The discussion of Tidy has a pointer to another interesting page
that describes Assertion Grammars, which are more flexible than
XML DTDs, and they can be used to process XML files in various ways,
including generating DTDs:
http://www.w3.org/People/Raggett/dtdgen/Docs/
Following is an excerpt from that web page. Note the comment
"a means for documents to be described in terms of an algebra
operating over modules, which in turn are described as collections
of assertions."
The idea of defining a grammar or algebra for operating on modules
is something that could be applied to many source files, including
CGs, KIF, or any system of ontology. It could be used for metalevel
processing of anything.
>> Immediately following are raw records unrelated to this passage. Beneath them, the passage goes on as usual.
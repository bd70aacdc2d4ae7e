use gc::Gc;

use super::environment::{define, make_call_frame, set, Environment};
use super::gc::GcShared;
use super::keywords::SpecialForm;
use super::procedure::{Closure, Procedure};
use super::symbol::Symbol;
use super::value::Value;
use super::{Evaluator, ExecutionError, Outcome};

macro_rules! bad_syntax {
    ($($arg:tt)*) => (Err(ExecutionError::BadSyntax(format!($($arg)*))))
}

fn check_operands(
    keyword: &str,
    operands: &[Value],
    min: usize,
    max: Option<usize>,
) -> Result<(), ExecutionError> {
    let given = operands.len();
    let too_many = max.map(|max| given > max).unwrap_or(false);

    if given < min || too_many {
        return bad_syntax!("{}: wrong number of operands ({})", keyword, given);
    }

    Ok(())
}

impl Evaluator {
    /// Runs a special form. Subexpressions in tail position are handed back
    /// to the trampoline instead of being evaluated here.
    pub(super) fn special_form(
        &self,
        form: SpecialForm,
        operands: Vec<Value>,
        environment: &GcShared<Environment>,
    ) -> Result<Outcome, ExecutionError> {
        trace!("special form {:?}", form);

        match form {
            SpecialForm::Quote => {
                check_operands("quote", &operands, 1, Some(1))?;
                Ok(Outcome::Value(operands[0].clone()))
            }
            SpecialForm::If => self.if_form(&operands, environment),
            SpecialForm::Define => self.define_form(&operands, environment),
            SpecialForm::SetBang => self.set_form(&operands, environment),
            SpecialForm::Lambda => {
                check_operands("lambda", &operands, 2, None)?;
                let closure = self.make_closure(&operands[0], &operands[1..], environment)?;
                Ok(Outcome::Value(Value::Procedure(Gc::new(Procedure::Lambda(closure)))))
            }
            SpecialForm::Nu => {
                check_operands("nu", &operands, 2, None)?;
                let closure = self.make_closure(&operands[0], &operands[1..], environment)?;
                Ok(Outcome::Value(Value::Procedure(Gc::new(Procedure::CallByName(closure)))))
            }
            SpecialForm::Begin => self.sequence(&operands, environment),
            SpecialForm::Let => self.let_form(&operands, environment),
            SpecialForm::And => self.and_form(&operands, environment),
            SpecialForm::Or => self.or_form(&operands, environment),
            SpecialForm::Cond => self.cond_form(&operands, environment),
            SpecialForm::Quasiquote => {
                check_operands("quasiquote", &operands, 1, Some(1))?;
                self.quasiquote(&operands[0], 1, environment).map(Outcome::Value)
            }
            SpecialForm::Unquote => bad_syntax!("unquote outside of quasiquote"),
        }
    }

    /// Evaluates all but the last expression for effect; the last one
    /// continues in tail position
    fn sequence(
        &self,
        body: &[Value],
        environment: &GcShared<Environment>,
    ) -> Result<Outcome, ExecutionError> {
        let (last, init) = match body.split_last() {
            Some(split) => split,
            None => return Ok(Outcome::Value(Value::Unspecified)),
        };

        for expression in init {
            self.eval(expression, environment)?;
        }

        Ok(Outcome::TailCall(last.clone(), environment.clone()))
    }

    fn if_form(
        &self,
        operands: &[Value],
        environment: &GcShared<Environment>,
    ) -> Result<Outcome, ExecutionError> {
        check_operands("if", operands, 2, Some(3))?;

        let test = self.eval(&operands[0], environment)?;

        if test.is_true() {
            Ok(Outcome::TailCall(operands[1].clone(), environment.clone()))
        } else if let Some(alternative) = operands.get(2) {
            Ok(Outcome::TailCall(alternative.clone(), environment.clone()))
        } else {
            Ok(Outcome::Value(Value::Unspecified))
        }
    }

    fn define_form(
        &self,
        operands: &[Value],
        environment: &GcShared<Environment>,
    ) -> Result<Outcome, ExecutionError> {
        check_operands("define", operands, 2, None)?;

        match operands[0] {
            Value::Symbol(ref name) => {
                check_operands("define", operands, 2, Some(2))?;
                let value = self.eval(&operands[1], environment)?;
                define(environment, name.clone(), value);
                Ok(Outcome::Value(Value::Symbol(name.clone())))
            }
            Value::Pair(ref pair) => {
                let (name, formals) = {
                    let pair = pair.borrow();
                    (pair.car.clone(), pair.cdr.clone())
                };
                let name = match name {
                    Value::Symbol(name) => name,
                    other => return bad_syntax!("define: cannot bind {}", other),
                };
                let closure = self.make_closure(&formals, &operands[1..], environment)?;
                let procedure = Value::Procedure(Gc::new(Procedure::Lambda(closure)));
                define(environment, name.clone(), procedure);
                Ok(Outcome::Value(Value::Symbol(name)))
            }
            ref other => bad_syntax!("define: cannot bind {}", other),
        }
    }

    fn set_form(
        &self,
        operands: &[Value],
        environment: &GcShared<Environment>,
    ) -> Result<Outcome, ExecutionError> {
        check_operands("set!", operands, 2, Some(2))?;

        let name = match operands[0] {
            Value::Symbol(ref name) => name,
            ref other => return bad_syntax!("set!: cannot assign {}", other),
        };

        let value = self.eval(&operands[1], environment)?;
        set(environment, name, value)?;

        Ok(Outcome::Value(Value::Unspecified))
    }

    /// Shared by `lambda`, `nu` and the procedure form of `define`
    fn make_closure(
        &self,
        formals: &Value,
        body: &[Value],
        environment: &GcShared<Environment>,
    ) -> Result<Closure, ExecutionError> {
        let formals = formals
            .to_vec()
            .ok_or_else(|| {
                ExecutionError::BadSyntax(format!("formals must be a proper list: {}", formals))
            })?;

        let mut names: Vec<Symbol> = Vec::with_capacity(formals.len());
        for formal in formals {
            let name = match formal {
                Value::Symbol(name) => name,
                other => return bad_syntax!("formal parameter is not a symbol: {}", other),
            };
            if names.contains(&name) {
                return Err(ExecutionError::DuplicateParameter(name.to_string()));
            }
            names.push(name);
        }

        let body = match body.len() {
            0 => return bad_syntax!("empty procedure body"),
            1 => body[0].clone(),
            _ => Value::cons(
                Value::Symbol(self.keywords.begin.clone()),
                Value::list(body.to_vec()),
            ),
        };

        Ok(Closure {
            formals: names,
            body,
            environment: environment.clone(),
        })
    }

    fn let_form(
        &self,
        operands: &[Value],
        environment: &GcShared<Environment>,
    ) -> Result<Outcome, ExecutionError> {
        check_operands("let", operands, 2, None)?;

        let bindings = operands[0]
            .to_vec()
            .ok_or_else(|| {
                ExecutionError::BadSyntax(format!("let: malformed bindings {}", operands[0]))
            })?;

        let mut names = Vec::with_capacity(bindings.len());
        let mut values = Vec::with_capacity(bindings.len());

        for binding in bindings {
            let (name, expression) = match binding.to_vec() {
                Some(ref parts) if parts.len() == 2 => match parts[0] {
                    Value::Symbol(ref name) => (name.clone(), parts[1].clone()),
                    _ => return bad_syntax!("let: malformed binding {}", binding),
                },
                _ => return bad_syntax!("let: malformed binding {}", binding),
            };
            values.push(self.eval(&expression, environment)?);
            names.push(name);
        }

        let frame = make_call_frame(environment, &names, values)?;

        self.sequence(&operands[1..], &frame)
    }

    fn and_form(
        &self,
        operands: &[Value],
        environment: &GcShared<Environment>,
    ) -> Result<Outcome, ExecutionError> {
        let (last, init) = match operands.split_last() {
            Some(split) => split,
            None => return Ok(Outcome::Value(Value::Boolean(true))),
        };

        for operand in init {
            if !self.eval(operand, environment)?.is_true() {
                return Ok(Outcome::Value(Value::Boolean(false)));
            }
        }

        Ok(Outcome::TailCall(last.clone(), environment.clone()))
    }

    fn or_form(
        &self,
        operands: &[Value],
        environment: &GcShared<Environment>,
    ) -> Result<Outcome, ExecutionError> {
        let (last, init) = match operands.split_last() {
            Some(split) => split,
            None => return Ok(Outcome::Value(Value::Boolean(false))),
        };

        for operand in init {
            if self.eval(operand, environment)?.is_true() {
                return Ok(Outcome::Value(Value::Boolean(true)));
            }
        }

        Ok(Outcome::TailCall(last.clone(), environment.clone()))
    }

    fn cond_form(
        &self,
        operands: &[Value],
        environment: &GcShared<Environment>,
    ) -> Result<Outcome, ExecutionError> {
        let mut clauses = Vec::with_capacity(operands.len());

        for (i, operand) in operands.iter().enumerate() {
            let clause = match operand.to_vec() {
                Some(ref clause) if clause.is_empty() => return bad_syntax!("cond: empty clause"),
                Some(clause) => clause,
                None => return bad_syntax!("cond: malformed clause {}", operand),
            };
            if self.is_else(&clause[0]) && i + 1 != operands.len() {
                return bad_syntax!("cond: else clause must be the last one");
            }
            clauses.push(clause);
        }

        for clause in clauses {
            if self.is_else(&clause[0]) {
                return self.sequence(&clause[1..], environment);
            }

            let test = self.eval(&clause[0], environment)?;
            if !test.is_true() {
                continue;
            }

            return match clause.get(1) {
                None => Ok(Outcome::Value(test)),
                Some(&Value::Symbol(ref arrow)) if *arrow == self.keywords.arrow => {
                    if clause.len() != 3 {
                        return bad_syntax!("cond: => expects exactly one recipient");
                    }
                    match self.eval(&clause[2], environment)? {
                        Value::Procedure(recipient) => {
                            recipient.apply(self, vec![test], environment)
                        }
                        other => Err(ExecutionError::NonCallable(other.to_string())),
                    }
                }
                Some(_) => self.sequence(&clause[1..], environment),
            };
        }

        Ok(Outcome::Value(Value::Unspecified))
    }

    fn is_else(&self, test: &Value) -> bool {
        test.symbol() == Some(&self.keywords.else_)
    }

    // (unquote x) or (unquote-splicing x) with the keyword checked by the caller
    fn unquoted_operand(&self, form: &Value) -> Result<Value, ExecutionError> {
        match form.cdr().and_then(|operands| operands.to_vec()) {
            Some(ref operands) if operands.len() == 1 => Ok(operands[0].clone()),
            _ => bad_syntax!("malformed unquote: {}", form),
        }
    }

    fn head_is(form: &Value, keyword: &Symbol) -> bool {
        form.car().map(|head| head.symbol() == Some(keyword)).unwrap_or(false)
    }

    /// Builds the structure described by `template`. `depth` counts the
    /// enclosing quasiquotes; only unquotes at depth 1 are evaluated.
    fn quasiquote(
        &self,
        template: &Value,
        depth: usize,
        environment: &GcShared<Environment>,
    ) -> Result<Value, ExecutionError> {
        if !template.is_pair() {
            return Ok(template.clone());
        }

        let keywords = &self.keywords;

        if Evaluator::head_is(template, &keywords.unquote) {
            let operand = self.unquoted_operand(template)?;
            return if depth == 1 {
                self.eval(&operand, environment)
            } else {
                let inner = self.quasiquote(&operand, depth - 1, environment)?;
                Ok(Value::list(vec![Value::Symbol(keywords.unquote.clone()), inner]))
            };
        }

        if Evaluator::head_is(template, &keywords.unquote_splicing) {
            if depth == 1 {
                return bad_syntax!("unquote-splicing outside of a list");
            }
            let operand = self.unquoted_operand(template)?;
            let inner = self.quasiquote(&operand, depth - 1, environment)?;
            return Ok(Value::list(vec![Value::Symbol(keywords.unquote_splicing.clone()), inner]));
        }

        if Evaluator::head_is(template, &keywords.quasiquote) {
            let operand = self.unquoted_operand(template)?;
            let inner = self.quasiquote(&operand, depth + 1, environment)?;
            return Ok(Value::list(vec![Value::Symbol(keywords.quasiquote.clone()), inner]));
        }

        let mut items = vec![];
        let mut current = template.clone();

        let tail = loop {
            let (element, rest) = match current {
                Value::Pair(ref pair) => {
                    let pair = pair.borrow();
                    (pair.car.clone(), pair.cdr.clone())
                }
                Value::Nil => break Value::Nil,
                ref atom => break atom.clone(),
            };

            // `(a . ,b)` reads as `(a unquote b)`
            if Evaluator::head_is(&current, &keywords.unquote) {
                break self.quasiquote(&current, depth, environment)?;
            }

            if depth == 1 && Evaluator::head_is(&element, &keywords.unquote_splicing) {
                let operand = self.unquoted_operand(&element)?;
                let spliced = self.eval(&operand, environment)?;
                let spliced = spliced.to_vec().ok_or_else(|| {
                    ExecutionError::BadArgType(format!(
                        "unquote-splicing expects a list, given {}",
                        spliced
                    ))
                })?;
                items.extend(spliced);
            } else {
                items.push(self.quasiquote(&element, depth, environment)?);
            }

            current = rest;
        };

        Ok(Value::list_with_tail(items, tail))
    }
}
The idea is worth exploring further.
John Sowa
______________________________________________________________________
This document describes experimental work in progress at HP Labs,
Bristol, on formal techniques for describing combinations of modular
tagsets for documents written in XML. The motivation is provided by
the increasing diversity of web browsers, running on desktops,
television, handhelds, cellphones or voice browsers.
The goal is to provide a means for documents to be described in
terms of an algebra operating over modules, which in turn are
described as collections of assertions. It is hoped that this work
will provide an interesting comparison with traditional approaches
based upon Document Type Declarations, and more recent approaches,
such as the drafts published by the W3C XML Schemas working group.